Winter's chill has settled over the U.S. and has brought flurries of fresh snowfall and sub-zero temperatures, which leaves most Americans happily cooped up inside the warmth of their homes. Unfortunately, when we confine ourselves to such close quarters for lengthy durations, we become significantly more susceptible to catching a variety of cold and flu bugs that are making their way across the population. These viral infections can bring about a variety of unsavory symptoms ranging from sinus congestion and a sore throat to nausea and endless sneezing, and leave you hung up in bed for a week or longer. However, there are certain paths an individual may take to shorten the length of his or her sickness and drastically reduce the severity of symptoms.

What causes the symptoms brought on by colds and the flu?
Cold and flu strains can be caught in a number of different ways. When a sick person coughs or sneezes, he or she can expel thousands of virus-laden droplets into the air or all over certain items such as door handles, countertops, keyboards and other items we commonly touch. If you happen to breathe in the infected vapors, or accidentally touch a surface covered in these bodily invaders and subsequently wipe your nose or eyes, the virus has found it's way into your body.

It usually goes to work immediately, attempting to burrow into the cells in your airways or nasal passages, and once inside, the invading virus turns your cells into copy machines that furiously pump out new cold- and flu-causing organisms. This causes your cells to swell and eventually burst, spewing further invaders all throughout your body. The spread of these newly-minted viruses is rapid and quickly overwhelms your immune system in only a few days, causing symptoms to hit you like a freight train. At this point, the immune system is on high alert, and the majority of your body's energy is used to combat these nagging invaders. Mucosal secretions build up in an attempt to better snatch infected cells before they reach other areas of the body, and a cough ensues to push out the tainted phlegm. The immune system has been temporarily beaten, and all you can do now is suffer until it regains its foothold.
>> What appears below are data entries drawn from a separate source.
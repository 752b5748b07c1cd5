//! Cache Entry Module
//!
//! Defines the structure for individual cache entries with TTL support.

use std::time::{SystemTime, UNIX_EPOCH};

// == Cache Entry ==
/// Represents a single cache entry: a value plus its expiry metadata.
///
/// Every entry carries an expiry; the fetch wrapper rejects zero TTLs, so
/// "never expires" is not a representable state.
#[derive(Debug, Clone)]
pub struct CacheEntry<V> {
    /// The stored value
    pub value: V,
    /// Creation timestamp (Unix milliseconds)
    pub created_at: u64,
    /// Expiration timestamp (Unix milliseconds)
    pub expires_at: u64,
}

impl<V> CacheEntry<V> {
    // == Constructor ==
    /// Creates a new cache entry expiring `ttl_seconds` from now.
    ///
    /// # Arguments
    /// * `value` - The value to store
    /// * `ttl_seconds` - TTL in seconds
    pub fn new(value: V, ttl_seconds: u64) -> Self {
        let now = current_timestamp_ms();

        Self {
            value,
            created_at: now,
            expires_at: now.saturating_add(ttl_seconds.saturating_mul(1000)),
        }
    }

    // == Is Expired ==
    /// Checks if the entry has expired.
    ///
    /// Boundary condition: an entry is considered expired when the current
    /// time is greater than or equal to the expiration time, so once the TTL
    /// duration has fully elapsed the entry is immediately expired.
    pub fn is_expired(&self) -> bool {
        current_timestamp_ms() >= self.expires_at
    }

    // == Time To Live ==
    /// Returns remaining TTL in milliseconds, or 0 if the entry has expired.
    pub fn ttl_remaining_ms(&self) -> u64 {
        let now = current_timestamp_ms();
        self.expires_at.saturating_sub(now)
    }

    /// Returns remaining TTL in whole seconds, or 0 if the entry has expired.
    pub fn ttl_remaining(&self) -> u64 {
        self.ttl_remaining_ms() / 1000
    }
}

// == Utility Functions ==
/// Returns current Unix timestamp in milliseconds.
pub fn current_timestamp_ms() -> u64 {
    SystemTime::now()
        .duration_since(UNIX_EPOCH)
        .expect("Time went backwards")
        .as_millis() as u64
}

// == Unit Tests ==
#[cfg(test)]
mod tests {
    use super::*;
    use std::thread::sleep;
    use std::time::Duration;

    #[test]
    fn test_entry_creation() {
        let entry = CacheEntry::new("test_value".to_string(), 60);

        assert_eq!(entry.value, "test_value");
        assert!(entry.expires_at > entry.created_at);
        assert!(!entry.is_expired());
    }

    #[test]
    fn test_entry_expiration() {
        // Create entry with 1 second TTL
        let entry = CacheEntry::new("test_value".to_string(), 1);

        assert!(!entry.is_expired());

        // Wait for expiration
        sleep(Duration::from_millis(1100));

        assert!(entry.is_expired());
    }

    #[test]
    fn test_ttl_remaining_seconds() {
        let entry = CacheEntry::new("test_value".to_string(), 10);

        let remaining = entry.ttl_remaining();
        assert!(remaining <= 10);
        assert!(remaining >= 9);
    }

    #[test]
    fn test_ttl_remaining_ms() {
        let entry = CacheEntry::new("test_value".to_string(), 10);

        let remaining_ms = entry.ttl_remaining_ms();
        assert!(remaining_ms <= 10_000);
        assert!(remaining_ms >= 9_000);
    }

    #[test]
    fn test_ttl_remaining_expired() {
        // Create entry with very short TTL
        let entry = CacheEntry::new("test_value".to_string(), 1);

        // Wait for expiration
        sleep(Duration::from_millis(1100));

        // TTL remaining should be 0 when expired
        assert_eq!(entry.ttl_remaining(), 0);
        assert_eq!(entry.ttl_remaining_ms(), 0);
    }

    #[test]
    fn test_expiration_boundary_condition() {
        // Create an entry with a known expiration time
        let now = current_timestamp_ms();
        let entry = CacheEntry {
            value: "test".to_string(),
            created_at: now,
            expires_at: now, // Expires exactly at creation time
        };

        // Entry should be expired when current time >= expires_at
        assert!(entry.is_expired(), "Entry should be expired at boundary");
    }

    #[test]
    fn test_entry_huge_ttl_saturates_instead_of_overflowing() {
        let entry = CacheEntry::new("test_value".to_string(), u64::MAX);

        assert_eq!(entry.expires_at, u64::MAX);
        assert!(!entry.is_expired());
    }

    #[test]
    fn test_entry_generic_over_value_type() {
        let entry = CacheEntry::new(vec![1u32, 2, 3], 60);

        assert_eq!(entry.value, vec![1, 2, 3]);
        assert!(!entry.is_expired());
    }
}
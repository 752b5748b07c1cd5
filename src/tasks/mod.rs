//! Background Tasks Module
//!
//! Contains background tasks that run for the lifetime of the process.
//!
//! # Tasks
//! - TTL Cleanup: Removes expired cache entries at configured intervals

mod cleanup;

pub use cleanup::spawn_cleanup_task;
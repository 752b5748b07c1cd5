//! Error types for the cache layer
//!
//! Provides unified error handling using thiserror.

use std::time::Duration;

use thiserror::Error;

// == Fetch Error Enum ==
/// Unified error type for cache-aware fetches.
///
/// `E` is the fetcher's own error type; it is carried unchanged so the
/// data-store caller can handle it exactly as it would without the cache
/// in between.
#[derive(Error, Debug)]
pub enum FetchError<E> {
    /// Empty or over-long cache key
    #[error("Invalid cache key: {0}")]
    InvalidKey(String),

    /// Zero TTL requested
    #[error("Invalid TTL: {0} seconds")]
    InvalidTtl(u64),

    /// Fetcher exceeded the configured timeout
    #[error("Fetch timed out after {0:?}")]
    Timeout(Duration),

    /// The underlying fetcher failed; nothing was cached
    #[error("Fetch failed: {0}")]
    Fetch(E),
}

// == Result Type Alias ==
/// Convenience Result type for cache-aware fetches.
pub type FetchResult<T, E> = std::result::Result<T, FetchError<E>>;

// == Unit Tests ==
#[cfg(test)]
mod tests {
    use super::*;

    #[test]
    fn test_error_messages() {
        let invalid_key: FetchError<String> =
            FetchError::InvalidKey("key must not be empty".to_string());
        assert_eq!(
            invalid_key.to_string(),
            "Invalid cache key: key must not be empty"
        );

        let invalid_ttl: FetchError<String> = FetchError::InvalidTtl(0);
        assert_eq!(invalid_ttl.to_string(), "Invalid TTL: 0 seconds");

        let fetch: FetchError<String> = FetchError::Fetch("database unavailable".to_string());
        assert_eq!(fetch.to_string(), "Fetch failed: database unavailable");
    }

    #[test]
    fn test_fetch_variant_carries_caller_error_unchanged() {
        let err: FetchError<&str> = FetchError::Fetch("connection refused");
        match err {
            FetchError::Fetch(inner) => assert_eq!(inner, "connection refused"),
            other => panic!("expected Fetch, got {:?}", other),
        }
    }
}
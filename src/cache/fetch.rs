//! Cache-Aware Fetch Wrapper Module
//!
//! The single read entry point for every data store. Wraps a
//! [`CacheStore`] with the "return cached value or invoke the fetcher and
//! populate" flow that was previously copy-pasted per entity, and adds
//! single-flight de-duplication so concurrent reads of the same expired key
//! share one fetch instead of issuing a thundering herd of duplicates.

use std::collections::HashMap;
use std::future::Future;
use std::sync::Arc;
use std::time::Duration;

use tokio::sync::{Mutex, RwLock};
use tokio::time::timeout;
use tracing::debug;

use crate::cache::{CacheStats, CacheStore, MAX_KEY_LENGTH};
use crate::config::CacheConfig;
use crate::error::{FetchError, FetchResult};

// == Fetch Cache ==
/// Read-through cache handle shared by the data stores of one entity family.
///
/// Cloning is cheap and clones share the same underlying store, so a UI
/// state container and the mutation path that invalidates for it can each
/// hold their own handle. Construct one per entity family and inject it;
/// the store is never a module-level singleton.
#[derive(Debug)]
pub struct FetchCache<V> {
    /// Shared TTL store
    store: Arc<RwLock<CacheStore<V>>>,
    /// Per-key gates de-duplicating concurrent fetches
    in_flight: Arc<Mutex<HashMap<String, Arc<Mutex<()>>>>>,
    /// Optional upper bound on a single fetcher invocation
    fetch_timeout: Option<Duration>,
}

impl<V> Clone for FetchCache<V> {
    fn clone(&self) -> Self {
        Self {
            store: Arc::clone(&self.store),
            in_flight: Arc::clone(&self.in_flight),
            fetch_timeout: self.fetch_timeout,
        }
    }
}

impl<V: Clone> FetchCache<V> {
    // == Constructor ==
    /// Creates a new FetchCache with an empty store and no fetch timeout.
    pub fn new() -> Self {
        Self {
            store: Arc::new(RwLock::new(CacheStore::new())),
            in_flight: Arc::new(Mutex::new(HashMap::new())),
            fetch_timeout: None,
        }
    }

    /// Creates a new FetchCache from configuration.
    pub fn from_config(config: &CacheConfig) -> Self {
        let mut cache = Self::new();
        cache.fetch_timeout = config.fetch_timeout_secs.map(Duration::from_secs);
        cache
    }

    /// Sets an upper bound on a single fetcher invocation.
    ///
    /// A fetcher that exceeds it fails the call with
    /// [`FetchError::Timeout`]; nothing is cached.
    pub fn with_fetch_timeout(mut self, fetch_timeout: Duration) -> Self {
        self.fetch_timeout = Some(fetch_timeout);
        self
    }

    // == Get Or Populate ==
    /// Returns the cached value for `key`, or invokes `fetcher` and caches
    /// its result for `ttl_seconds`.
    ///
    /// On a hit the fetcher is never invoked and the store is not mutated.
    /// On a miss (absent or expired) the fetcher runs at most once across
    /// all concurrent callers of the same key: latecomers wait on a per-key
    /// gate and pick up the winner's freshly stored value.
    ///
    /// A fetcher failure is propagated unchanged as [`FetchError::Fetch`];
    /// the failure is never cached and any previous (possibly stale) entry
    /// is left in place for the next attempt.
    ///
    /// # Arguments
    /// * `key` - Non-empty cache key, at most [`MAX_KEY_LENGTH`] bytes
    /// * `ttl_seconds` - TTL in seconds, must be > 0
    /// * `fetcher` - Async operation producing the authoritative value;
    ///   must be safe to call repeatedly (reads only)
    pub async fn get_or_populate<E, F, Fut>(
        &self,
        key: &str,
        ttl_seconds: u64,
        fetcher: F,
    ) -> FetchResult<V, E>
    where
        F: FnOnce() -> Fut,
        Fut: Future<Output = Result<V, E>>,
    {
        if key.is_empty() {
            return Err(FetchError::InvalidKey("key must not be empty".to_string()));
        }
        if key.len() > MAX_KEY_LENGTH {
            return Err(FetchError::InvalidKey(format!(
                "key exceeds maximum length of {} bytes",
                MAX_KEY_LENGTH
            )));
        }
        if ttl_seconds == 0 {
            return Err(FetchError::InvalidTtl(ttl_seconds));
        }

        // Fast path: fresh entry already cached, zero I/O.
        if let Some(value) = self.store.write().await.get_fresh(key) {
            return Ok(value);
        }

        // Miss or expired: concurrent callers of the same key queue on one
        // gate so only the first of them reaches the fetcher.
        let gate = {
            let mut in_flight = self.in_flight.lock().await;
            Arc::clone(in_flight.entry(key.to_string()).or_default())
        };
        let _guard = gate.lock().await;

        // A caller that held the gate before us may have already
        // repopulated the entry. Stats were recorded on the first pass.
        if let Some(value) = self.store.read().await.peek_fresh(key) {
            return Ok(value);
        }

        debug!("Cache miss for key '{}', invoking fetcher", key);

        let outcome = match self.fetch_timeout {
            Some(limit) => match timeout(limit, fetcher()).await {
                Ok(result) => result.map_err(FetchError::Fetch),
                Err(_) => Err(FetchError::Timeout(limit)),
            },
            None => fetcher().await.map_err(FetchError::Fetch),
        };

        match outcome {
            Ok(value) => {
                // Store the value before releasing the gate entry so a
                // newcomer arriving in between either fast-path hits or
                // queues behind us and hits on its re-check. Removing the
                // entry first would let it fetch redundantly.
                self.store
                    .write()
                    .await
                    .set(key.to_string(), value.clone(), ttl_seconds);
                let mut in_flight = self.in_flight.lock().await;
                in_flight.remove(key);
                Ok(value)
            }
            Err(err) => {
                // After a failure the key is still unpopulated, so retries
                // must keep queuing on this gate: dropping the entry while
                // waiters hold it would let a newcomer fetch concurrently
                // with a waiter's retry. Only the last caller standing
                // removes the entry, so a failed fetch never blocks future
                // attempts and never breaks the one-fetch-per-key bound.
                let mut in_flight = self.in_flight.lock().await;
                if Arc::strong_count(&gate) <= 2 {
                    in_flight.remove(key);
                }
                Err(err)
            }
        }
    }

    // == Insert ==
    /// Primes the cache directly, overwriting any existing entry.
    ///
    /// Used by mutation paths that already hold the fresh value and by tests.
    pub async fn insert(&self, key: impl Into<String>, value: V, ttl_seconds: u64) {
        self.store.write().await.set(key.into(), value, ttl_seconds);
    }

    // == Invalidate ==
    /// Removes a single entry so the next read is forced to refetch.
    ///
    /// Returns true if an entry was removed; invalidating an absent key is
    /// a no-op.
    pub async fn invalidate(&self, key: &str) -> bool {
        let removed = self.store.write().await.delete(key);
        if removed {
            debug!("Invalidated cache key '{}'", key);
        }
        removed
    }

    // == Invalidate Prefix ==
    /// Removes every entry whose key starts with `prefix`, clearing all
    /// paginated/filtered variants of a list in one call.
    ///
    /// Returns the number of entries removed.
    ///
    /// Invalidation is manual and enumerated by the mutation call site; a
    /// derived key the call site does not know about stays stale until its
    /// TTL expires.
    pub async fn invalidate_prefix(&self, prefix: &str) -> usize {
        let removed = self.store.write().await.delete_prefix(prefix);
        if removed > 0 {
            debug!("Invalidated {} cache keys with prefix '{}'", removed, prefix);
        }
        removed
    }

    // == Clear ==
    /// Removes every entry. Mainly for test isolation and session resets.
    pub async fn clear(&self) {
        self.store.write().await.clear();
    }

    // == Stats ==
    /// Returns current cache statistics.
    pub async fn stats(&self) -> CacheStats {
        self.store.read().await.stats()
    }

    // == Length ==
    /// Returns the current number of entries in the cache.
    pub async fn len(&self) -> usize {
        self.store.read().await.len()
    }

    /// Returns true if the cache is empty.
    pub async fn is_empty(&self) -> bool {
        self.store.read().await.is_empty()
    }

    // == Store Handle ==
    /// Shared handle to the underlying store, used by the cleanup task.
    pub(crate) fn store_handle(&self) -> Arc<RwLock<CacheStore<V>>> {
        Arc::clone(&self.store)
    }
}

impl<V: Clone> Default for FetchCache<V> {
    fn default() -> Self {
        Self::new()
    }
}
//! Observable storage cells
//!
//! Every piece of form state (field values, form mode, the registered field
//! list) lives in an [`Observable`] so a host UI can find out when it changed.
//! The host either subscribes a [`Listener`] or polls the write counters
//! exposed as `FieldState::version` and `FormState::version`.

use std::cell::{Cell, RefCell};
use std::rc::{Rc, Weak};

/// Callback invoked after an observed cell is written.
///
/// Cells only keep a weak reference, so the subscription ends when the host
/// drops its `Rc`.
pub type Listener = Rc<dyn Fn()>;

/// A single-threaded value cell that notifies listeners on write
pub struct Observable<T> {
    value: RefCell<T>,
    version: Cell<u64>,
    listeners: RefCell<Vec<Weak<dyn Fn()>>>,
}

impl<T> Observable<T> {
    pub fn new(value: T) -> Self {
        Self {
            value: RefCell::new(value),
            version: Cell::new(0),
            listeners: RefCell::new(Vec::new()),
        }
    }

    /// Read the value through a shared borrow
    pub fn with<R>(&self, f: impl FnOnce(&T) -> R) -> R {
        f(&self.value.borrow())
    }

    /// Replace the value and notify listeners
    pub fn set(&self, value: T) {
        drop(self.value.replace(value));
        self.changed();
    }

    /// Mutate the value in place and notify listeners
    pub fn update<R>(&self, f: impl FnOnce(&mut T) -> R) -> R {
        let result = f(&mut self.value.borrow_mut());
        self.changed();
        result
    }

    /// Number of writes since creation
    pub fn version(&self) -> u64 {
        self.version.get()
    }

    /// Register a listener for future writes
    pub fn subscribe(&self, listener: &Listener) {
        self.listeners.borrow_mut().push(Rc::downgrade(listener));
    }

    /// Number of listeners that are still alive
    pub fn listener_count(&self) -> usize {
        self.listeners
            .borrow()
            .iter()
            .filter(|l| l.strong_count() > 0)
            .count()
    }

    fn changed(&self) {
        self.version.set(self.version.get().wrapping_add(1));

        // Snapshot first: a listener may subscribe again while being notified
        let live: Vec<Listener> = {
            let mut listeners = self.listeners.borrow_mut();
            listeners.retain(|l| l.strong_count() > 0);
            listeners.iter().filter_map(Weak::upgrade).collect()
        };
        for listener in live {
            listener();
        }
    }
}

impl<T: Clone> Observable<T> {
    /// Clone the current value out of the cell
    pub fn get(&self) -> T {
        self.value.borrow().clone()
    }
}

impl<T: Default> Default for Observable<T> {
    fn default() -> Self {
        Self::new(T::default())
    }
}

impl<T: std::fmt::Debug> std::fmt::Debug for Observable<T> {
    fn fmt(&self, f: &mut std::fmt::Formatter<'_>) -> std::fmt::Result {
        f.debug_struct("Observable")
            .field("value", &*self.value.borrow())
            .field("version", &self.version.get())
            .finish()
    }
}
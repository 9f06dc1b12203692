//! Demo screen rendering

use crate::app::App;
use ratatui::{
    layout::{Constraint, Direction, Layout, Rect},
    style::{Color, Modifier, Style},
    text::{Line, Span},
    widgets::Paragraph,
    Frame,
};
use switchkraft::ui::{draw_text_field, render_button, BUTTON_HEIGHT, TEXT_FIELD_HEIGHT};
use switchkraft::FormMode;

/// Main draw function
pub fn draw(frame: &mut Frame, app: &App) {
    let area = frame.area();

    let mut constraints = vec![
        Constraint::Length(1),             // Header
        Constraint::Length(BUTTON_HEIGHT), // Buttons
    ];
    constraints.extend(app.fields.iter().map(|_| Constraint::Length(TEXT_FIELD_HEIGHT)));
    constraints.push(Constraint::Min(0)); // Padding
    constraints.push(Constraint::Length(1)); // Status bar

    let chunks = Layout::default()
        .direction(Direction::Vertical)
        .constraints(constraints)
        .split(area);

    draw_header(frame, chunks[0], app);
    draw_buttons(frame, chunks[1], app);

    let editing = app.is_editing();
    for (idx, field) in app.fields.iter().enumerate() {
        draw_text_field(
            frame,
            chunks[2 + idx],
            &field.state,
            field.label,
            Some(&app.form),
            editing && idx == app.active_field,
        );
    }

    draw_status_bar(frame, chunks[chunks.len() - 1], app);
}

fn draw_header(frame: &mut Frame, area: Rect, app: &App) {
    let mode_color = match app.form.mode() {
        FormMode::View => Color::Green,
        FormMode::Edit => Color::Yellow,
    };

    let mut spans = vec![
        Span::styled(" Profile ", Style::default().add_modifier(Modifier::BOLD)),
        Span::styled(
            format!("[{}]", app.form.mode()),
            Style::default().fg(mode_color),
        ),
    ];
    if app.form.is_modified() {
        spans.push(Span::styled(
            " unsaved changes",
            Style::default().fg(Color::Yellow),
        ));
    }

    frame.render_widget(Paragraph::new(Line::from(spans)), area);
}

fn draw_buttons(frame: &mut Frame, area: Rect, app: &App) {
    let chunks = Layout::default()
        .direction(Direction::Horizontal)
        .constraints([
            Constraint::Length(12), // Edit / Done
            Constraint::Length(28), // Revert field
            Constraint::Length(20), // Revert all
            Constraint::Min(0),
        ])
        .split(area);

    if app.is_editing() {
        render_button(frame, chunks[0], "↵", "Done", true);

        if let Some(field) = app.active().filter(|f| f.state.is_modified()) {
            render_button(frame, chunks[1], "^R", &format!("Revert {}", field.label), true);
        }

        render_button(frame, chunks[2], "^Z", "Revert All", app.form.is_modified());
    } else {
        render_button(frame, chunks[0], "e", "Edit", true);
    }
}

fn draw_status_bar(frame: &mut Frame, area: Rect, app: &App) {
    let help = match app.form.mode() {
        FormMode::View => "e: edit | q: quit",
        FormMode::Edit => "Tab: next | Enter: done | Esc: cancel | ^R: revert field | ^Z: revert all",
    };

    let mut spans = vec![Span::styled(help, Style::default().fg(Color::DarkGray))];
    if let Some(message) = &app.status_message {
        spans.push(Span::raw("  "));
        spans.push(Span::styled(
            message.clone(),
            Style::default().fg(Color::Cyan),
        ));
    }

    frame.render_widget(Paragraph::new(Line::from(spans)), area);
}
How can I alleviate my symptoms?
While attempts to thwart the spread of such viral infections may seem to be a futile endeavor, there a few choice supplements that can help your body mount a more effective defense. Olive leaf extract, zinc and vitamin C supplements, when used in combination, can help bolster your immune system to better ward off these viral annoyances. While they may not completely eradicate all your symptoms immediately, these supplements can drastically reduce the severity and duration of common colds and flu viruses.

Olive leaf extract
Olives have been one of the most widely cultivated fruits throughout human existence, and contain a broad spectrum of phytonutrients that can help promote overall health throughout the body. The primary constituent of olive leaf extract is a polyphenol compound known as oleuropein, but other nutrients such as esters, multiple iridoids, rutin, apigenin, luteolin and others are also present. According to the data found in the Alternative Medicine Review, olive leaf has anti-inflammatory and antimicrobial properties, and also interacts with certain proteins found in cold and flu virus particles which effectively halts the spread of infection. Furthermore, oleuropein specifically has been shown to possess powerful vasodilation effects that can help improve blood flow, which subsequently allows the body to more effectively transport antibodies and T cells to areas affected by the virus.

This essential mineral is another powerful tool that can help you better combat invading viral infections, but it also fulfills a number of other roles within our system as well. Zinc is a component of at least 3,000 different proteins and more than 200 different enzymes inside your body. It helps promote prostate, immune and intestinal health, and is also utilized to maintain optimal cognitive function and mood regulation. But let us digress. Zinc plays a role in multiple facets of your immune system, and is involved in the production of neutrophils, natural killer cells, phagocytosis, cytokine and antibodies, as well as gene regulation within your lymphocytes. Scientific research indicates that taking zinc when your sick can help reduce the duration of your illness by up to 50 percent, and it also helps fortify the body's natural defenses unlike any other mineral out there. Just be sure to take the proper dosages, because too much of a good thing can quickly turn it into a bad thing. 

Vitamin C
It is no secret that vitamin C can help boost the function of the immune system, but new research is constantly being conducted to understand how this actually happens. Studies have shown if you have been infected by a cold or flu virus, taking high doses of vitamin C can shorten the duration of your illness, and can reduce the severity of your symptoms by up to 85 percent. This essential nutrient has also proven itself to be more effective in individuals who maintain a high level of physical fitness, most notably marathon runners and active military personnel. While drinking orange juice or eating citrus fruits is a natural way to provide your body with this staple vitamin, certain supplements may be more effective in providing the higher dosages you need to better combat a cold or flu virus.